MATERIAL SHOWN —
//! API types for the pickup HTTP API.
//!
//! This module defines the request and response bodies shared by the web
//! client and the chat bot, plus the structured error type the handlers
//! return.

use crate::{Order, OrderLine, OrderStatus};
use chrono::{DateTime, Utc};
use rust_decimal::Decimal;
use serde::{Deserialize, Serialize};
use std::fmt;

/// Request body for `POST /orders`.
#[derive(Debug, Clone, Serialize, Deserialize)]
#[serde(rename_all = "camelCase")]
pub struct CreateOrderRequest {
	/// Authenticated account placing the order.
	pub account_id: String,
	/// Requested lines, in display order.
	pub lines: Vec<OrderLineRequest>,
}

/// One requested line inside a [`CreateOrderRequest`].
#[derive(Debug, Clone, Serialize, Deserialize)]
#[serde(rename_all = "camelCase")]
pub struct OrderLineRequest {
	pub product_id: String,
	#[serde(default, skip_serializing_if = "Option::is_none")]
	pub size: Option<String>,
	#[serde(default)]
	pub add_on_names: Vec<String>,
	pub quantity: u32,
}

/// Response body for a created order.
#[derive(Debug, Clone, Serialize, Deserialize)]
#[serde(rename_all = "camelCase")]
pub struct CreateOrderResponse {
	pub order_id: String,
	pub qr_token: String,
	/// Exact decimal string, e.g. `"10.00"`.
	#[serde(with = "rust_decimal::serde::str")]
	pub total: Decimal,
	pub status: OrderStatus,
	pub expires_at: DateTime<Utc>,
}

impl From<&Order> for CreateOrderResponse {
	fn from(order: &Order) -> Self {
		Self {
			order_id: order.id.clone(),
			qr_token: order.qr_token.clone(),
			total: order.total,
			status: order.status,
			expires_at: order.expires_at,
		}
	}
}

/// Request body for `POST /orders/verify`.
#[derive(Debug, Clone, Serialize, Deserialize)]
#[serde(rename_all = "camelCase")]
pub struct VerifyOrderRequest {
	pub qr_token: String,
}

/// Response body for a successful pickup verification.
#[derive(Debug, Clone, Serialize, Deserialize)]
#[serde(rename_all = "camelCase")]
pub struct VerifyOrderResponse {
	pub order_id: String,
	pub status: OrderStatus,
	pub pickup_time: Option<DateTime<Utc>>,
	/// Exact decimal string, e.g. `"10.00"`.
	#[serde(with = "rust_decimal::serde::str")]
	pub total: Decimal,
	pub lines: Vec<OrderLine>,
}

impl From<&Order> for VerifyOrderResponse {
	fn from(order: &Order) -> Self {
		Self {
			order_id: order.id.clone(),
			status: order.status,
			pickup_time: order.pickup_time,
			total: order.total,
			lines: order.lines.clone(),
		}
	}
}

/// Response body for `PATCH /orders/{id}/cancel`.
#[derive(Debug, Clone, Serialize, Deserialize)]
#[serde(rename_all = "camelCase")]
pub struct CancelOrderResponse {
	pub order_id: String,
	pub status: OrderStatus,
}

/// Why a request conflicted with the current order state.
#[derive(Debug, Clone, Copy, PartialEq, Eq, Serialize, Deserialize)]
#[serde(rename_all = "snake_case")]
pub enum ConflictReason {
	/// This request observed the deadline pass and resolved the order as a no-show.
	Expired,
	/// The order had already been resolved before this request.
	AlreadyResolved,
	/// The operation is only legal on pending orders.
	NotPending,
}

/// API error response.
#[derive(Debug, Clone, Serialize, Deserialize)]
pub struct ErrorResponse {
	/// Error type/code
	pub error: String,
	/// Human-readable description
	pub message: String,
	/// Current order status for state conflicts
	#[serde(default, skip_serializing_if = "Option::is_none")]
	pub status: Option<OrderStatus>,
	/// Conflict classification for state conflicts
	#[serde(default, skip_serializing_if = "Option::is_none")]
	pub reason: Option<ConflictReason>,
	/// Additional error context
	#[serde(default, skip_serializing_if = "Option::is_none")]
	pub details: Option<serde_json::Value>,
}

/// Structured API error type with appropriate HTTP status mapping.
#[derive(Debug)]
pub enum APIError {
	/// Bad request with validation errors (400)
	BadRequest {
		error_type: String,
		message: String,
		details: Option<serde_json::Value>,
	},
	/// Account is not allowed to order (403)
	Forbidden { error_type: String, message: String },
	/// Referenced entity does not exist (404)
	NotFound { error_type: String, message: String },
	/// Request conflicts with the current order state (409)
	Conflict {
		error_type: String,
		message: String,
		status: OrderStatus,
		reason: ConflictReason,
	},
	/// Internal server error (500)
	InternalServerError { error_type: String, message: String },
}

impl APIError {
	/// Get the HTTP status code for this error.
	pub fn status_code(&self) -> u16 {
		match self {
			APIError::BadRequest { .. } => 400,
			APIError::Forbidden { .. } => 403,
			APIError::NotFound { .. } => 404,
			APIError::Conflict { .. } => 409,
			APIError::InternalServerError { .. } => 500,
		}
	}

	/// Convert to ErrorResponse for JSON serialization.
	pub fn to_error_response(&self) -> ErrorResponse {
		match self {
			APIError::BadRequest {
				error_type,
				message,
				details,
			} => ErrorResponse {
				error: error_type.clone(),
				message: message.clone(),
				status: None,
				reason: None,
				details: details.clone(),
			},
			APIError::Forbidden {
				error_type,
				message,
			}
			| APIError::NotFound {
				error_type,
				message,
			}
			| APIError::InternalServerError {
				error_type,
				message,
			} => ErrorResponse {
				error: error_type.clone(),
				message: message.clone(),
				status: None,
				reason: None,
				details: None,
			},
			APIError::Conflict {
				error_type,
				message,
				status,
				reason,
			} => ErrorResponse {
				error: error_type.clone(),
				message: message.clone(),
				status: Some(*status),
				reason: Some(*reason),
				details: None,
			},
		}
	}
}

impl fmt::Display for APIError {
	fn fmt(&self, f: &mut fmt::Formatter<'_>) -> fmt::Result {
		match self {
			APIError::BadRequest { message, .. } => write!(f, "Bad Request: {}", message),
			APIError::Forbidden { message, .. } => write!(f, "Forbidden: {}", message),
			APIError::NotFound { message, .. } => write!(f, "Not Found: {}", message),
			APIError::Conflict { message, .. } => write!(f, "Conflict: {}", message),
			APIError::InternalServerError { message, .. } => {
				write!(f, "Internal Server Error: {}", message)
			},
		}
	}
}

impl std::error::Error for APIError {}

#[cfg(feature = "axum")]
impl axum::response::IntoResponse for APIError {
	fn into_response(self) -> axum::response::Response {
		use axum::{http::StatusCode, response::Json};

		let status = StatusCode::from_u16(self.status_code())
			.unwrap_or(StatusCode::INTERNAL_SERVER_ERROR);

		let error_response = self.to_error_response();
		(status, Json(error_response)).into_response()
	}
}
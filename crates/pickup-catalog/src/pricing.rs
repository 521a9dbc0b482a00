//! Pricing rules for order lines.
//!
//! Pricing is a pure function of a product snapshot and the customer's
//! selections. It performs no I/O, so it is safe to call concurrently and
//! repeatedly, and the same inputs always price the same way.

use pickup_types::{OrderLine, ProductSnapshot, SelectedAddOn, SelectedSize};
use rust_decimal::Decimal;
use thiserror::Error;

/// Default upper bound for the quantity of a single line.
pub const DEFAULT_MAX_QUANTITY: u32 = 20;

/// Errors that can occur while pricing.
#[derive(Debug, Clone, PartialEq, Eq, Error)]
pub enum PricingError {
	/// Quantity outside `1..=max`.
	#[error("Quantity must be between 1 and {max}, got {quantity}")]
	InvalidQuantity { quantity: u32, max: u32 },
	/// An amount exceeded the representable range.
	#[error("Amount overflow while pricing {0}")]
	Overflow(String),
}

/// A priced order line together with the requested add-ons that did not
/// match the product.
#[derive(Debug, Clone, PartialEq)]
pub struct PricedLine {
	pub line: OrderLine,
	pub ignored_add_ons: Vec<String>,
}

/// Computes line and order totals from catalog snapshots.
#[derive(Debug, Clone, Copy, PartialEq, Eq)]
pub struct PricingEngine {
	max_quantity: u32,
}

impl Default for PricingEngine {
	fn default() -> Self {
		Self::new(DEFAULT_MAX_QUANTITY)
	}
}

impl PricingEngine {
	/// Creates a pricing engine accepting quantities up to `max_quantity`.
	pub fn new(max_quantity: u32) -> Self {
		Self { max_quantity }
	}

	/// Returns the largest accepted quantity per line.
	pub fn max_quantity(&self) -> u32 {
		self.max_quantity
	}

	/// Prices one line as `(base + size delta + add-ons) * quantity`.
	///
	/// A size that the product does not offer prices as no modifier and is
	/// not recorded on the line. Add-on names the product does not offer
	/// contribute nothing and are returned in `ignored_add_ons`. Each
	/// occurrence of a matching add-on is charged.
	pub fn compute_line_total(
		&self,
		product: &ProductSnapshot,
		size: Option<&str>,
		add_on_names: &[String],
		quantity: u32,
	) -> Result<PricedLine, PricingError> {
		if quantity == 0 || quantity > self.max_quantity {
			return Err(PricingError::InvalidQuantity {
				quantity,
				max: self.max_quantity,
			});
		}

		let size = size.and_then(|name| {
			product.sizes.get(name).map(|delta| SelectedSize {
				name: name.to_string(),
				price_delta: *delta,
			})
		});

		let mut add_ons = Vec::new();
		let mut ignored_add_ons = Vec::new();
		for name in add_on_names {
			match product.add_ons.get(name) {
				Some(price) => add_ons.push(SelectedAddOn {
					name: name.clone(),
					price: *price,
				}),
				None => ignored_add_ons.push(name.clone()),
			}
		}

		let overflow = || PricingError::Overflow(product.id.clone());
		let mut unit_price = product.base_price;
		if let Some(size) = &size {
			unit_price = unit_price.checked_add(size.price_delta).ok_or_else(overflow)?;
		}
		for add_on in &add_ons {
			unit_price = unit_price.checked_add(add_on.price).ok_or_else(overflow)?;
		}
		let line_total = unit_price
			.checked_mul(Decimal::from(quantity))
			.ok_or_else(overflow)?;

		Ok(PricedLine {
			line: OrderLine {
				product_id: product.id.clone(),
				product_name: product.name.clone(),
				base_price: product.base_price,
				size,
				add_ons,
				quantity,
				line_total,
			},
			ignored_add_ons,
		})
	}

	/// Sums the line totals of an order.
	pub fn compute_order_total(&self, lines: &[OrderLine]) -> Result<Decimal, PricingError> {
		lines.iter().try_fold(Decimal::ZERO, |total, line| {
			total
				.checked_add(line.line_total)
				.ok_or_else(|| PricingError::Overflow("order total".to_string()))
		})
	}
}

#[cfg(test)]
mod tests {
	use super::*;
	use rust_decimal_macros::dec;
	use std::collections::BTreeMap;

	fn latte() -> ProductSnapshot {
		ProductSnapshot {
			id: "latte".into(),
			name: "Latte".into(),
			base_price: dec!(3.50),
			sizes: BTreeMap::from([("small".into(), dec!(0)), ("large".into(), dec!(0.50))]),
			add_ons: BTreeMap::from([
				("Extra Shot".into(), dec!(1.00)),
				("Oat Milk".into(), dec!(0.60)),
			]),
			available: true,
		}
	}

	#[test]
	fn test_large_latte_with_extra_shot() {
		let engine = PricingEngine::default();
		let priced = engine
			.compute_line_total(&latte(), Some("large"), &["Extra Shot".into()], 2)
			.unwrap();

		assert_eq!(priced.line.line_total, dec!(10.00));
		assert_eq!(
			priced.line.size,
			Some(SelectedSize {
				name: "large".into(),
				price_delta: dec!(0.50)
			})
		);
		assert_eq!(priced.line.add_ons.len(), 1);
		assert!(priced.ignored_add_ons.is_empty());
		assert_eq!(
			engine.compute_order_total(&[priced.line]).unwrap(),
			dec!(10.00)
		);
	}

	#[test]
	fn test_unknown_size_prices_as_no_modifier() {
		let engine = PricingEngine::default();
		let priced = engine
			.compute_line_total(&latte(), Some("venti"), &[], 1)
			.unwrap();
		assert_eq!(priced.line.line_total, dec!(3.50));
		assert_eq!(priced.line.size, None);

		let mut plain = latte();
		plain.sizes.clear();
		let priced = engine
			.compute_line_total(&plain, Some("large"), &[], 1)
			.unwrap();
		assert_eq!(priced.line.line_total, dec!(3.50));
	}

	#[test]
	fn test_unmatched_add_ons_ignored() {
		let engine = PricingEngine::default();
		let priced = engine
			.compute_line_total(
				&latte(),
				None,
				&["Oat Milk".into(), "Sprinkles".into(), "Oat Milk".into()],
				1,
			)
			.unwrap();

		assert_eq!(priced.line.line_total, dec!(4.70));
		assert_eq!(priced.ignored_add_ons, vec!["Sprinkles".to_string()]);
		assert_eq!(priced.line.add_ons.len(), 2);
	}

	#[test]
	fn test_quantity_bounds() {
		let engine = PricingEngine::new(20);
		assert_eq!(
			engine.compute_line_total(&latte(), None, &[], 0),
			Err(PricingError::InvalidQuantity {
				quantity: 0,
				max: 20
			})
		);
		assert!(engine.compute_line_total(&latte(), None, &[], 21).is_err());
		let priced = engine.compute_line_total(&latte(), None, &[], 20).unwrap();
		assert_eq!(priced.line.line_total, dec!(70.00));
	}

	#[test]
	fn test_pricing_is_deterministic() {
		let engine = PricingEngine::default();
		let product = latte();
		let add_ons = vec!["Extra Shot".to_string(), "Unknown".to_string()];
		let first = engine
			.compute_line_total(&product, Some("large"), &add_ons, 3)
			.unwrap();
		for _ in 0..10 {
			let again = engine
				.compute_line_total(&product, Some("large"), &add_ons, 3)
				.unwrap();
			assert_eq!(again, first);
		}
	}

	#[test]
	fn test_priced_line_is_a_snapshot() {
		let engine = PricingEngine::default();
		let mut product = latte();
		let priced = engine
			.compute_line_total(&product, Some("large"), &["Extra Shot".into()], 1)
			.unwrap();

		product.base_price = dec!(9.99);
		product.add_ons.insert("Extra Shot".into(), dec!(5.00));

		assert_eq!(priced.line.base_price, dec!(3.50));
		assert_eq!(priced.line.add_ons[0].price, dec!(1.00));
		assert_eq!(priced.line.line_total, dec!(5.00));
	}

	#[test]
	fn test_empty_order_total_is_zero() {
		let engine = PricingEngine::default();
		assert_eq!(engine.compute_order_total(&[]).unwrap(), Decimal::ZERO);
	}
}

PROBLEM TO WORK ON —
In the entries above, find every line holding the word "BTreeMap" and copy it out.

ANSWER TO THIS PROBLEM —
	use std::collections::BTreeMap;
			sizes: BTreeMap::from([("small".into(), dec!(0)), ("large".into(), dec!(0.50))]),
			add_ons: BTreeMap::from([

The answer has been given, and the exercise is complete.